Le ministère de l’Intérieur britannique a donné son accord pour lancer une nouvelle campagne visant à décourager l’immigration clandestine à l’aide de contenus TikTok.
Le ministre de l’Intérieur britannique, James Cleverly, prévoit de rémunérer des influenceur·euses pour dissuader les candidat·es à l’exil en France, en Belgique et en Albanie, de traverser la Manche sur des bateaux de fortune. Selon des informations du Times, une liste de personnes albanaises approchées pour participer à cette campagne a déjà été établie et comprend “un rappeur, deux comédiens, des blogueurs lifestyle, des personnalités de la télévision et un écrivain voyageur”. Ces influenceur·euses vivant en Albanie devraient toucher 5 800 euros chacun·e pour ce service, qui implique notamment d’informer les migrant·es qui tenteraient de se rendre au Royaume-Uni de leur potentielle expulsion vers le Rwanda, souligne The Independant.
Une campagne en pleine expansion
L’initiative entière du gouvernement devrait coûter au contribuable 576 500 livres, soit 675 000 euros, d’après des documents consultés par The Times. Cela fait trois ans que le ministère de l’Intérieur britannique dépense de l’argent public pour financer des publicités sur les réseaux sociaux visant à dissuader les demandeur·euses d’asile de se rendre en Angleterre. Des discussions avec les gouvernements de l’Irak, du Vietnam et de l’Égypte seraient par ailleurs en cours pour étendre la campagne à ces pays. La Turquie et l’Inde pourraient être approchées par la suite.

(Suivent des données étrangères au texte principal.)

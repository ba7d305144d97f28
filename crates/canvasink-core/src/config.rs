//! Engine configuration.

use serde::{Deserialize, Serialize};

/// Identifier reported for the single in-process document.
pub const DEFAULT_DOCUMENT_ID: &str = "doc-native";

/// Display name reported for the single in-process document.
pub const DEFAULT_DOCUMENT_NAME: &str = "Composition native";

/// Settings an [`Engine`](crate::Engine) is created with.
#[derive(Debug, Clone, PartialEq, Eq, Serialize, Deserialize)]
#[serde(default)]
pub struct EngineConfig {
    /// Initial canvas width.
    pub width: u32,
    /// Initial canvas height.
    pub height: u32,
    pub document_id: String,
    pub document_name: String,
}

impl Default for EngineConfig {
    fn default() -> Self {
        Self {
            width: 0,
            height: 0,
            document_id: DEFAULT_DOCUMENT_ID.to_string(),
            document_name: DEFAULT_DOCUMENT_NAME.to_string(),
        }
    }
}
//! Configuration for the recruitment engine.
//!
//! Maps directly to `recruit.toml`. Every field has a default, so an empty
//! file is a valid configuration.

use serde::{Deserialize, Serialize};

use crate::error::{RecruitError, Result};

/// Top-level configuration, loadable from TOML.
#[derive(Debug, Clone, Default, Serialize, Deserialize)]
pub struct RecruitConfig {
    /// General settings.
    #[serde(default)]
    pub general: GeneralConfig,
    /// Recruitment rules.
    #[serde(default)]
    pub recruitment: RecruitmentConfig,
    /// Condition-result cache.
    #[serde(default)]
    pub cache: CacheConfig,
    /// UI indicator batching.
    #[serde(default)]
    pub batching: BatchingConfig,
    /// Performance monitor.
    #[serde(default)]
    pub monitor: MonitorConfig,
}

impl RecruitConfig {
    /// Load configuration from a TOML string.
    ///
    /// # Errors
    /// Returns `RecruitError::Config` if the TOML is invalid or fails validation.
    pub fn from_toml(toml_str: &str) -> Result<Self> {
        let config: Self =
            toml::from_str(toml_str).map_err(|e| RecruitError::Config(e.to_string()))?;
        config.validate()?;
        Ok(config)
    }

    /// Load configuration from a TOML file.
    ///
    /// # Errors
    /// Returns an error if the file cannot be read or parsed.
    pub fn from_file(path: &std::path::Path) -> Result<Self> {
        let content = std::fs::read_to_string(path)?;
        Self::from_toml(&content)
    }

    /// Check value ranges that serde cannot express.
    ///
    /// # Errors
    /// Returns `RecruitError::Config` naming the first offending field.
    pub fn validate(&self) -> Result<()> {
        let r = &self.recruitment;
        if !(r.npc_priority_multiplier.is_finite() && r.npc_priority_multiplier > 0.0) {
            return Err(RecruitError::Config(format!(
                "recruitment.npc_priority_multiplier must be positive, got {}",
                r.npc_priority_multiplier
            )));
        }
        let c = &self.cache;
        if c.capacity == 0 || c.min_capacity == 0 || c.min_capacity > c.capacity {
            return Err(RecruitError::Config(format!(
                "cache capacities invalid (capacity {}, min_capacity {})",
                c.capacity, c.min_capacity
            )));
        }
        if !(c.shrink_factor > 0.0 && c.shrink_factor < 1.0) {
            return Err(RecruitError::Config(format!(
                "cache.shrink_factor must be in (0, 1), got {}",
                c.shrink_factor
            )));
        }
        let b = &self.batching;
        if b.min_batch_size == 0 || b.min_batch_size > b.ui_batch_size {
            return Err(RecruitError::Config(format!(
                "batching sizes invalid (ui_batch_size {}, min_batch_size {})",
                b.ui_batch_size, b.min_batch_size
            )));
        }
        let m = &self.monitor;
        if m.window_size == 0 || m.evaluation_interval_ticks == 0 {
            return Err(RecruitError::Config(
                "monitor.window_size and monitor.evaluation_interval_ticks must be non-zero"
                    .to_string(),
            ));
        }
        Ok(())
    }
}

// ---------------------------------------------------------------------------
// Sub-configs
// ---------------------------------------------------------------------------

/// General system settings.
#[derive(Debug, Clone, Serialize, Deserialize)]
pub struct GeneralConfig {
    /// Whether recruitment is enabled at all.
    #[serde(default = "default_true")]
    pub enabled: bool,
    /// Log level: trace, debug, info, warn, error.
    #[serde(default = "default_log_level")]
    pub log_level: String,
}

impl Default for GeneralConfig {
    fn default() -> Self {
        Self {
            enabled: true,
            log_level: "info".to_string(),
        }
    }
}

/// Recruitment rules.
#[derive(Debug, Clone, Serialize, Deserialize)]
pub struct RecruitmentConfig {
    /// Maximum units held in NPC state at once per stage.
    #[serde(default = "default_3")]
    pub max_npcs_per_stage: usize,
    /// Scales the NPC attack priority handed to AI targeting.
    #[serde(default = "default_1_0")]
    pub npc_priority_multiplier: f64,
    /// Hold events until the next tick instead of delivering immediately.
    #[serde(default)]
    pub defer_notifications: bool,
}

impl Default for RecruitmentConfig {
    fn default() -> Self {
        Self {
            max_npcs_per_stage: 3,
            npc_priority_multiplier: 1.0,
            defer_notifications: false,
        }
    }
}

/// Condition-result cache configuration.
#[derive(Debug, Clone, Serialize, Deserialize)]
pub struct CacheConfig {
    /// Whether results are cached at all.
    #[serde(default = "default_true")]
    pub enabled: bool,
    /// Maximum cached results.
    #[serde(default = "default_512")]
    pub capacity: usize,
    /// Floor the monitor will never shrink below.
    #[serde(default = "default_32")]
    pub min_capacity: usize,
    /// Multiplier applied on each shrink action.
    #[serde(default = "default_0_5")]
    pub shrink_factor: f64,
}

impl Default for CacheConfig {
    fn default() -> Self {
        Self {
            enabled: true,
            capacity: 512,
            min_capacity: 32,
            shrink_factor: 0.5,
        }
    }
}

/// Batching of UI indicator refreshes.
#[derive(Debug, Clone, Serialize, Deserialize)]
pub struct BatchingConfig {
    /// Recruitable units refreshed per call.
    #[serde(default = "default_16")]
    pub ui_batch_size: usize,
    /// Floor the monitor will never reduce below.
    #[serde(default = "default_2")]
    pub min_batch_size: usize,
}

impl Default for BatchingConfig {
    fn default() -> Self {
        Self {
            ui_batch_size: 16,
            min_batch_size: 2,
        }
    }
}

/// Performance monitor configuration.
#[derive(Debug, Clone, Serialize, Deserialize)]
pub struct MonitorConfig {
    /// Whether sampling happens at all.
    #[serde(default = "default_true")]
    pub enabled: bool,
    /// Whether corrective actions run automatically.
    #[serde(default = "default_true")]
    pub auto_optimize: bool,
    /// Samples retained per metric.
    #[serde(default = "default_60")]
    pub window_size: usize,
    /// Ticks between evaluations.
    #[serde(default = "default_30")]
    pub evaluation_interval_ticks: u64,
    /// Corrective actions executed per evaluation.
    #[serde(default = "default_2")]
    pub max_actions_per_tick: usize,
    /// Alerts retained in history.
    #[serde(default = "default_64")]
    pub alert_history: usize,
    /// Alert thresholds.
    #[serde(default)]
    pub thresholds: MonitorThresholds,
}

impl Default for MonitorConfig {
    fn default() -> Self {
        Self {
            enabled: true,
            auto_optimize: true,
            window_size: 60,
            evaluation_interval_ticks: 30,
            max_actions_per_tick: 2,
            alert_history: 64,
            thresholds: MonitorThresholds::default(),
        }
    }
}

/// Warning / critical pair for one metric.
#[derive(Debug, Clone, Copy, Serialize, Deserialize)]
pub struct Threshold {
    /// Average at or above which a warning is raised.
    pub warning: f64,
    /// Average at or above which a critical alert is raised.
    pub critical: f64,
}

/// Per-metric alert thresholds. Times are milliseconds.
#[derive(Debug, Clone, Serialize, Deserialize)]
pub struct MonitorThresholds {
    /// Eligibility check (all conditions of one target).
    #[serde(default = "default_condition_check")]
    pub condition_check_ms: Threshold,
    /// Conversion to NPC.
    #[serde(default = "default_conversion")]
    pub npc_conversion_ms: Threshold,
    /// One UI indicator refresh batch.
    #[serde(default = "default_ui_update")]
    pub ui_update_ms: Threshold,
    /// Recruitment work per frame.
    #[serde(default = "default_frame_impact")]
    pub frame_impact_ms: Threshold,
    /// Estimated engine memory.
    #[serde(default = "default_memory")]
    pub memory_bytes: Threshold,
    /// Cache hit ratio below which an info alert is raised.
    #[serde(default = "default_0_5")]
    pub min_cache_hit_ratio: f64,
}

impl Default for MonitorThresholds {
    fn default() -> Self {
        Self {
            condition_check_ms: default_condition_check(),
            npc_conversion_ms: default_conversion(),
            ui_update_ms: default_ui_update(),
            frame_impact_ms: default_frame_impact(),
            memory_bytes: default_memory(),
            min_cache_hit_ratio: 0.5,
        }
    }
}

// ---------------------------------------------------------------------------
// Serde default helpers
// ---------------------------------------------------------------------------

fn default_true() -> bool { true }
fn default_log_level() -> String { "info".to_string() }
fn default_0_5() -> f64 { 0.5 }
fn default_1_0() -> f64 { 1.0 }
fn default_2() -> usize { 2 }
fn default_3() -> usize { 3 }
fn default_16() -> usize { 16 }
fn default_30() -> u64 { 30 }
fn default_32() -> usize { 32 }
fn default_60() -> usize { 60 }
fn default_64() -> usize { 64 }
fn default_512() -> usize { 512 }
fn default_condition_check() -> Threshold { Threshold { warning: 1.0, critical: 5.0 } }
fn default_conversion() -> Threshold { Threshold { warning: 2.0, critical: 8.0 } }
fn default_ui_update() -> Threshold { Threshold { warning: 4.0, critical: 12.0 } }
fn default_frame_impact() -> Threshold { Threshold { warning: 2.0, critical: 6.0 } }
fn default_memory() -> Threshold { Threshold { warning: 4.0 * 1024.0 * 1024.0, critical: 16.0 * 1024.0 * 1024.0 } }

“Les passeurs utilisent fréquemment les réseaux sociaux pour colporter des mensonges et promouvoir leurs activités criminelles, et il est essentiel que nous utilisions les mêmes plateformes pour dire la vérité aux migrants sur la traversée de la Manche, et les arrivées illégales au Royaume-Uni”, a rétorqué auprès de Sky News un porte-parole du ministère de l’Intérieur. Entre janvier 2021 et septembre 2022 déjà, le gouvernement avait versé à Meta au moins 35 000 euros pour la diffusion dans le nord de la France et de la Belgique de centaines de publicités Facebook et Instagram, selon des révélations de The Independent.
“Patchwork de profils”
Si le succès de ces initiatives est difficile à déterminer, le porte-parole du ministère affirme encore que “les mesures implacables [prises] ont permis de réduire les traversées de 36 % l’année dernière, qui a connu des conditions météorologiques similaires à celles de 2022”. Ce représentant du gouvernement ajoute encore : “Nous ne nous excusons pas d’utiliser tous les moyens nécessaires pour arrêter les bateaux et sauver des vies.”

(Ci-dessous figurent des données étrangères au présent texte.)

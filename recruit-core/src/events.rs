//! Recruitment events and the publish/subscribe bus that carries them.
//!
//! The engine only ever publishes; UI and telemetry layers subscribe. Events
//! are delivered strictly in publication order. In deferred mode they wait in
//! the queue until [`EventBus::flush`] runs on the next tick.

use std::collections::VecDeque;
use std::sync::Arc;
use std::sync::atomic::{AtomicBool, AtomicU64, Ordering};

use parking_lot::Mutex;
use serde::Serialize;
use tracing::trace;

use crate::condition::ConditionResult;
use crate::definition::RecruitedUnit;
use crate::error::ErrorKind;
use crate::npc::{NpcState, VisualState};
use crate::types::{RecruitmentId, UnitId};

/// Something observable happened in the recruitment engine.
#[derive(Debug, Clone, Serialize)]
#[serde(tag = "event")]
pub enum RecruitmentEvent {
    /// A stage's recruitable definitions were built.
    #[serde(rename = "recruitment-initialized")]
    Initialized {
        /// Stage id.
        stage_id: String,
        /// Units that can be recruited.
        recruitable: Vec<UnitId>,
        /// Validation issues found while loading.
        issues: usize,
    },
    /// An eligibility check ran.
    #[serde(rename = "recruitment-eligibility-checked")]
    EligibilityChecked {
        /// Potential recruit.
        target: UnitId,
        /// Attacking unit.
        attacker: UnitId,
        /// Whether every condition held.
        eligible: bool,
        /// Per-condition outcomes.
        conditions: Vec<ConditionResult>,
    },
    /// A unit entered NPC state.
    #[serde(rename = "character-converted-to-npc")]
    ConvertedToNpc {
        /// Who landed the blow.
        attacker: UnitId,
        /// New NPC state.
        state: NpcState,
    },
    /// An NPC took damage and survived.
    #[serde(rename = "npc-damaged")]
    NpcDamaged {
        /// The NPC.
        unit: UnitId,
        /// Damage dealt.
        damage: u32,
        /// HP left.
        remaining_hp: u32,
        /// New look.
        visual_state: VisualState,
    },
    /// An NPC reached zero HP.
    #[serde(rename = "npc-defeated")]
    NpcDefeated {
        /// The NPC.
        unit: UnitId,
        /// Conversion that is now void.
        recruitment_id: RecruitmentId,
    },
    /// An NPC survived stage clear and joined.
    #[serde(rename = "recruitment-completed")]
    RecruitmentCompleted {
        /// The new recruit.
        recruited: Box<RecruitedUnit>,
    },
    /// A recruitment ended without a recruit.
    #[serde(rename = "recruitment-failed")]
    RecruitmentFailed {
        /// Lost unit.
        unit: UnitId,
        /// Why.
        kind: ErrorKind,
        /// Human-readable reason.
        message: String,
    },
    /// Stage-clear finalization finished.
    #[serde(rename = "stage-recruitment-completed")]
    StageRecruitmentCompleted {
        /// Stage id.
        stage_id: String,
        /// Units recruited this stage.
        recruited: Vec<UnitId>,
        /// Units lost this stage.
        failed: Vec<UnitId>,
    },
}

impl RecruitmentEvent {
    /// Wire name of the event.
    #[must_use]
    pub fn name(&self) -> &'static str {
        match self {
            Self::Initialized { .. } => "recruitment-initialized",
            Self::EligibilityChecked { .. } => "recruitment-eligibility-checked",
            Self::ConvertedToNpc { .. } => "character-converted-to-npc",
            Self::NpcDamaged { .. } => "npc-damaged",
            Self::NpcDefeated { .. } => "npc-defeated",
            Self::RecruitmentCompleted { .. } => "recruitment-completed",
            Self::RecruitmentFailed { .. } => "recruitment-failed",
            Self::StageRecruitmentCompleted { .. } => "stage-recruitment-completed",
        }
    }

    /// The unit the event is about, for per-unit events.
    #[must_use]
    pub fn unit(&self) -> Option<&UnitId> {
        match self {
            Self::EligibilityChecked { target, .. } => Some(target),
            Self::ConvertedToNpc { state, .. } => Some(&state.unit_id),
            Self::NpcDamaged { unit, .. }
            | Self::NpcDefeated { unit, .. }
            | Self::RecruitmentFailed { unit, .. } => Some(unit),
            Self::RecruitmentCompleted { recruited } => Some(&recruited.unit.id),
            Self::Initialized { .. } | Self::StageRecruitmentCompleted { .. } => None,
        }
    }
}

// ---------------------------------------------------------------------------
// Bus
// ---------------------------------------------------------------------------

/// Callback invoked for every delivered event.
pub type Subscriber = Arc<dyn Fn(&RecruitmentEvent) + Send + Sync>;

/// Handle returned by [`EventBus::subscribe`].
#[derive(Debug, Clone, Copy, PartialEq, Eq, Hash)]
pub struct SubscriptionId(u64);

/// FIFO publish/subscribe bus.
pub struct EventBus {
    subscribers: Mutex<Vec<(SubscriptionId, Subscriber)>>,
    queue: Mutex<VecDeque<RecruitmentEvent>>,
    deferred: AtomicBool,
    flushing: AtomicBool,
    next_id: AtomicU64,
    delivered: AtomicU64,
}

impl EventBus {
    /// Create a bus. With `deferred`, events wait for [`flush`](Self::flush).
    #[must_use]
    pub fn new(deferred: bool) -> Self {
        Self {
            subscribers: Mutex::new(Vec::new()),
            queue: Mutex::new(VecDeque::new()),
            deferred: AtomicBool::new(deferred),
            flushing: AtomicBool::new(false),
            next_id: AtomicU64::new(0),
            delivered: AtomicU64::new(0),
        }
    }

    /// Register a callback.
    pub fn subscribe<F>(&self, callback: F) -> SubscriptionId
    where
        F: Fn(&RecruitmentEvent) + Send + Sync + 'static,
    {
        let id = SubscriptionId(self.next_id.fetch_add(1, Ordering::Relaxed));
        self.subscribers.lock().push((id, Arc::new(callback)));
        id
    }

    /// Remove a callback. Returns whether it was registered.
    pub fn unsubscribe(&self, id: SubscriptionId) -> bool {
        let mut subs = self.subscribers.lock();
        let before = subs.len();
        subs.retain(|(sid, _)| *sid != id);
        subs.len() != before
    }

    /// Queue an event, delivering immediately unless deferred.
    pub fn publish(&self, event: RecruitmentEvent) {
        trace!(event = event.name(), "Event published");
        self.queue.lock().push_back(event);
        if !self.is_deferred() {
            self.flush();
        }
    }

    /// Deliver every queued event in order. Returns how many were delivered.
    ///
    /// Events published by a subscriber during delivery join the back of the
    /// queue and go out in the same flush.
    pub fn flush(&self) -> usize {
        if self.flushing.swap(true, Ordering::Acquire) {
            return 0;
        }
        let _guard = FlushGuard(&self.flushing);
        let mut count = 0;
        loop {
            let Some(event) = self.queue.lock().pop_front() else {
                break;
            };
            let subscribers: Vec<Subscriber> =
                self.subscribers.lock().iter().map(|(_, s)| Arc::clone(s)).collect();
            for subscriber in &subscribers {
                subscriber(&event);
            }
            count += 1;
        }
        self.delivered.fetch_add(count as u64, Ordering::Relaxed);
        count
    }

    /// Switch between deferred and immediate delivery. Switching to
    /// immediate does not flush by itself.
    pub fn set_deferred(&self, deferred: bool) {
        self.deferred.store(deferred, Ordering::Relaxed);
    }

    /// Whether delivery waits for [`flush`](Self::flush).
    #[must_use]
    pub fn is_deferred(&self) -> bool {
        self.deferred.load(Ordering::Relaxed)
    }

    /// Events waiting in the queue.
    #[must_use]
    pub fn pending(&self) -> usize {
        self.queue.lock().len()
    }

    /// Events delivered since creation.
    #[must_use]
    pub fn delivered(&self) -> u64 {
        self.delivered.load(Ordering::Relaxed)
    }

    /// Drop queued events without delivering them.
    pub fn discard_pending(&self) -> usize {
        let mut queue = self.queue.lock();
        let n = queue.len();
        queue.clear();
        n
    }
}

/// Clears the flushing flag even if a subscriber panics.
struct FlushGuard<'a>(&'a AtomicBool);

impl Drop for FlushGuard<'_> {
    fn drop(&mut self) {
        self.0.store(false, Ordering::Release);
    }
}

impl Default for EventBus {
    fn default() -> Self {
        Self::new(false)
    }
}

impl std::fmt::Debug for EventBus {
    fn fmt(&self, f: &mut std::fmt::Formatter<'_>) -> std::fmt::Result {
        f.debug_struct("EventBus")
            .field("subscribers", &self.subscribers.lock().len())
            .field("pending", &self.pending())
            .field("deferred", &self.is_deferred())
            .finish()
    }
}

Les internautes ciblé·es par les campagnes précédentes étaient sélectionné·es selon leur langue – notamment l’arabe, le kurde et le persan – et leurs “centres d’intérêt” déduits, à l’instar du football et du cricket afghans, du cinéma iranien, ou de la “cuisine irakienne”. D’après InfoMigrants, des chercheur·euses universitaires avaient pu démontrer que ces publicités touchaient en réalité des touristes et des hommes d’affaires en déplacement. Ben Collier, de l’université d’Édimbourg, interrogé par The Independant, estime quant à lui qu’il s’agissait d’un “étrange patchwork de profils”.
Si une baisse des arrivées de migrant·es en Angleterre sur le littoral est effectivement constatée, les tragédies en mer restent nombreuses. InfoMigrants cite en ce sens un drame survenu dans la nuit du samedi 13 au dimanche 14 janvier. Cinq personnes ont trouvé la mort dans une eau à 9 degrés alors qu’elles tentaient de rejoindre une embarcation. Deux adolescents, Abadah, 14 ans, et Mohamed, 16 ans, originaires de Deraa, en Syrie, figurent parmi les victimes. Ils vivaient sous un pont de Calais avant de tenter la traversée vers le Royaume-Uni.